The periodically forced light-limited Droop model represents microalgae growth under co-limitation by light and a single substrate, accounting for periodic fluctuations of factors such as light and temperature. In this paper, we describe the global dynamics of this model, considering general monotone growth and uptake rate functions. Our main result gives necessary and sufficient conditions for the existence of a positive periodic solution i.e. a periodic solution characterized by the presence of microalgae) which is globally attractive. In our approach, we reduce the model to a cooperative planar periodic system. Using results on periodic Kolmogorov equations and on monotone sub-homogeneous dynamical systems, we describe the global dynamics of the reduced system. Then, using the theory of asymptotically periodic semiflows, we extend the results on the reduced system to the original model.

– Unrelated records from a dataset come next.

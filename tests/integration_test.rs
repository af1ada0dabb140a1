use arcade_leaderboard::{
    config::Settings,
    models::{Milestone, RawRecord},
    refresh::{LeaderboardState, RefreshOutcome, Refresher},
    scoring::{self, badges},
    server::{self, AppState},
    sources::DataSourceResolver,
};
use axum::{http::StatusCode, routing::get, Json, Router};
use serde_json::json;
use std::path::PathBuf;
use std::sync::atomic::{AtomicUsize, Ordering};
use std::sync::Arc;
use tokio_util::sync::CancellationToken;

const CSV_HEADER: &str = "Name,# of Arcade Games Completed,# of Trivia Games Completed,# of Skill Badges Completed,# of Lab-free Courses Completed";

async fn spawn_server(app: Router) -> String {
    let listener = tokio::net::TcpListener::bind("127.0.0.1:0").await.unwrap();
    let addr = listener.local_addr().unwrap();
    tokio::spawn(async move {
        axum::serve(listener, app).await.unwrap();
    });
    format!("http://{}", addr)
}

fn temp_file(tag: &str, contents: &str) -> PathBuf {
    let path = std::env::temp_dir().join(format!(
        "leaderboard-it-{}-{}.csv",
        tag,
        std::process::id()
    ));
    std::fs::write(&path, contents).unwrap();
    path
}

fn settings_for(base_url: &str, fallbacks: Vec<String>) -> Settings {
    let mut settings = Settings::default();
    settings.sources.api_base_url = base_url.to_string();
    settings.sources.fallbacks = fallbacks;
    settings.sources.timeout_seconds = 5;
    settings.retry.base_delay_ms = 10;
    settings
}

async fn load(settings: &Settings) -> (RefreshOutcome, Refresher) {
    let resolver = DataSourceResolver::from_settings(settings).unwrap();
    let refresher = Refresher::new(Arc::new(resolver), Arc::new(LeaderboardState::new()));
    let outcome = refresher.refresh().await;
    (outcome, refresher)
}

#[test]
fn test_scoring_examples() {
    let top = scoring::score(&RawRecord::new("a").with_counts(10, 8, 44, 16));
    assert_eq!(top.score, 65);
    assert_eq!(top.milestone, Milestone::M4);

    let none = scoring::score(&RawRecord::new("b").with_counts(3, 3, 3, 3));
    assert_eq!(none.score, 7);
    assert_eq!(none.milestone, Milestone::None);

    let board = scoring::build_leaderboard(vec![
        RawRecord::new("a").with_counts(10, 0, 0, 0),
        RawRecord::new("b").with_counts(30, 0, 0, 0),
        RawRecord::new("c").with_counts(30, 0, 0, 0),
        RawRecord::new("d").with_counts(5, 0, 0, 0),
    ]);
    let order: Vec<(&str, u32, usize)> = board
        .iter()
        .map(|r| (r.participant.name.as_str(), r.participant.score, r.rank))
        .collect();
    assert_eq!(
        order,
        vec![("b", 30, 1), ("c", 30, 2), ("a", 10, 3), ("d", 5, 4)]
    );
}

#[test]
fn test_badge_tally_scores_like_records() {
    let mut titles = vec!["Level 1: Core Infrastructure"; 4];
    titles.extend(vec!["The Arcade Trivia Week 1"; 4]);
    titles.extend(vec!["Build a Data Mesh with Dataplex"; 10]);
    titles.extend(vec!["Google Docs"; 4]);

    let record = badges::tally("ada", titles);
    let result = scoring::score(&record);

    assert_eq!(record.arcade_games, 4);
    assert_eq!(record.trivia_games, 4);
    assert_eq!(record.skill_badges, 10);
    assert_eq!(record.lab_free_courses, 4);
    assert_eq!(result.milestone, Milestone::M1);
    assert_eq!(result.score, 4 + 4 + 5 + 2);
}

#[tokio::test]
async fn test_primary_json_is_authoritative() {
    let app = Router::new().route(
        "/api/leaderboard",
        get(|| async {
            Json(json!([
                {"name": "Ada", "game_badges": 1, "trivia_badges": 0, "skill_badges": 0,
                 "lab_badges": 0, "total_points": "99", "milestone": "Milestone 3"},
                {"name": "Grace", "game_badges": 10, "trivia_badges": 8, "skill_badges": 44,
                 "lab_badges": 16},
                {"name": "Broken", "game_badges": 5, "total_points": "n/a"}
            ]))
        }),
    );
    let base = spawn_server(app).await;

    let (outcome, refresher) = load(&settings_for(&base, vec![])).await;
    assert!(outcome.is_committed());

    let snapshot = refresher.state().snapshot();
    assert_eq!(snapshot.source.as_deref(), Some(format!("{}/api/leaderboard", base).as_str()));

    let board: Vec<(&str, u32, Milestone)> = snapshot
        .participants
        .iter()
        .map(|r| (r.participant.name.as_str(), r.participant.score, r.participant.milestone))
        .collect();
    assert_eq!(
        board,
        vec![("Ada", 99, Milestone::M3), ("Grace", 65, Milestone::M4)]
    );
}

#[tokio::test]
async fn test_falls_back_through_static_sources() {
    let csv = format!("{}\nLow,1,0,0,0\nHigh,4,4,10,4\n", CSV_HEADER);
    let app = Router::new()
        .route(
            "/api/leaderboard",
            get(|| async { (StatusCode::INTERNAL_SERVER_ERROR, "boom") }),
        )
        .route("/data.csv", get(move || async move { csv }));
    let base = spawn_server(app).await;

    let remote = format!("{}/data.csv", base);
    let settings = settings_for(
        &base,
        vec!["definitely/missing/data.csv".to_string(), remote.clone()],
    );

    let (outcome, refresher) = load(&settings).await;
    assert_eq!(
        outcome,
        RefreshOutcome::Committed {
            generation: 1,
            participants: 2,
            source: remote,
        }
    );

    let snapshot = refresher.state().snapshot();
    assert_eq!(snapshot.participants[0].participant.name, "High");
    assert_eq!(snapshot.participants[0].participant.score, 4 + 4 + 5 + 2);
    assert_eq!(snapshot.participants[0].participant.milestone, Milestone::M1);
}

#[tokio::test]
async fn test_html_fallback_is_rejected() {
    let app = Router::new().route(
        "/data.csv",
        get(|| async { "<!doctype html><html><body>Not here</body></html>" }),
    );
    let base = spawn_server(app).await;
    let local = temp_file("after-html", &format!("{}\nAda,4,4,10,4\n", CSV_HEADER));

    let settings = settings_for(
        &base,
        vec![
            format!("{}/data.csv", base),
            local.to_string_lossy().into_owned(),
        ],
    );

    let (outcome, refresher) = load(&settings).await;
    let _ = std::fs::remove_file(&local);

    assert!(outcome.is_committed());
    let snapshot = refresher.state().snapshot();
    assert_eq!(snapshot.source.as_deref(), Some(local.to_string_lossy().as_ref()));
    assert_eq!(snapshot.participants[0].participant.name, "Ada");
}

#[tokio::test]
async fn test_all_sources_failing_reports_each_attempt() {
    let settings = settings_for(
        "http://127.0.0.1:9",
        vec!["definitely/missing/a.csv".to_string()],
    );

    let (outcome, refresher) = load(&settings).await;
    match outcome {
        RefreshOutcome::Failed { error, .. } => assert_eq!(error, "All 2 data sources failed"),
        other => panic!("expected failure, got {:?}", other),
    }
    assert!(!refresher.state().snapshot().has_data());
}

#[tokio::test]
async fn test_primary_is_retried() {
    let calls = Arc::new(AtomicUsize::new(0));
    let counter = Arc::clone(&calls);
    let app = Router::new().route(
        "/api/leaderboard",
        get(move || {
            let counter = Arc::clone(&counter);
            async move {
                if counter.fetch_add(1, Ordering::SeqCst) < 2 {
                    (StatusCode::SERVICE_UNAVAILABLE, "[]".to_string())
                } else {
                    (StatusCode::OK, json!([{"name": "Ada", "game_badges": 2}]).to_string())
                }
            }
        }),
    );
    let base = spawn_server(app).await;

    let mut settings = settings_for(&base, vec![]);
    settings.retry.max_attempts = 3;

    let (outcome, _) = load(&settings).await;
    assert!(outcome.is_committed());
    assert_eq!(calls.load(Ordering::SeqCst), 3);
}

#[tokio::test]
async fn test_backend_serves_what_clients_consume() {
    let data = temp_file(
        "backend",
        &format!("{}\nAda,10,8,44,16\nGrace,4,4,10,4\n", CSV_HEADER),
    );

    let mut backend_settings = Settings::default();
    backend_settings.server.data_files = vec![data.to_string_lossy().into_owned()];
    let state = AppState::from_settings(&backend_settings).unwrap();
    assert!(state.refresher.refresh().await.is_committed());
    let base = spawn_server(server::routes(state)).await;

    let (outcome, refresher) = load(&settings_for(&base, vec![])).await;
    let _ = std::fs::remove_file(&data);
    assert!(outcome.is_committed());

    let snapshot = refresher.state().snapshot();
    let board: Vec<(&str, u32, Milestone)> = snapshot
        .participants
        .iter()
        .map(|r| (r.participant.name.as_str(), r.participant.score, r.participant.milestone))
        .collect();
    assert_eq!(
        board,
        vec![("Ada", 65, Milestone::M4), ("Grace", 15, Milestone::M1)]
    );
}

#[tokio::test]
async fn test_resolver_honours_cancellation() {
    let app = Router::new().route(
        "/api/leaderboard",
        get(|| async {
            tokio::time::sleep(std::time::Duration::from_secs(30)).await;
            "[]"
        }),
    );
    let base = spawn_server(app).await;
    let resolver = DataSourceResolver::from_settings(&settings_for(&base, vec![])).unwrap();

    let token = CancellationToken::new();
    let canceller = token.clone();
    tokio::spawn(async move {
        tokio::time::sleep(std::time::Duration::from_millis(50)).await;
        canceller.cancel();
    });

    let err = resolver.resolve(&token).await.unwrap_err();
    assert!(err.is_cancelled());
}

To illustrate the applicability of the main result, we include an example considering a standard microalgae population model.

中文翻译：

---

周期性强制光限制下垂模型的动力学

周期性强制光限制下垂模型表示微藻在光和单一基质共同限制下的生长，考虑了光和温度等因素的周期性波动。在本文中，我们描述了该模型的全局动态，考虑了一般的单调增长和吸收率函数。我们的主要结果给出了存在正周期解的充分必要条件，即以微藻存在为特征的周期解，它具有全局吸引力。在我们的方法中，我们将模型简化为协作平面周期系统。使用周期性 Kolmogorov 方程和单调次齐次动力系统的结果，我们描述了简化系统的全局动力学。然后，利用渐近周期半流理论，我们将缩减系统的结果扩展到原始模型。为了说明主要结果的适用性，我们包括一个考虑标准微藻种群模型的例子。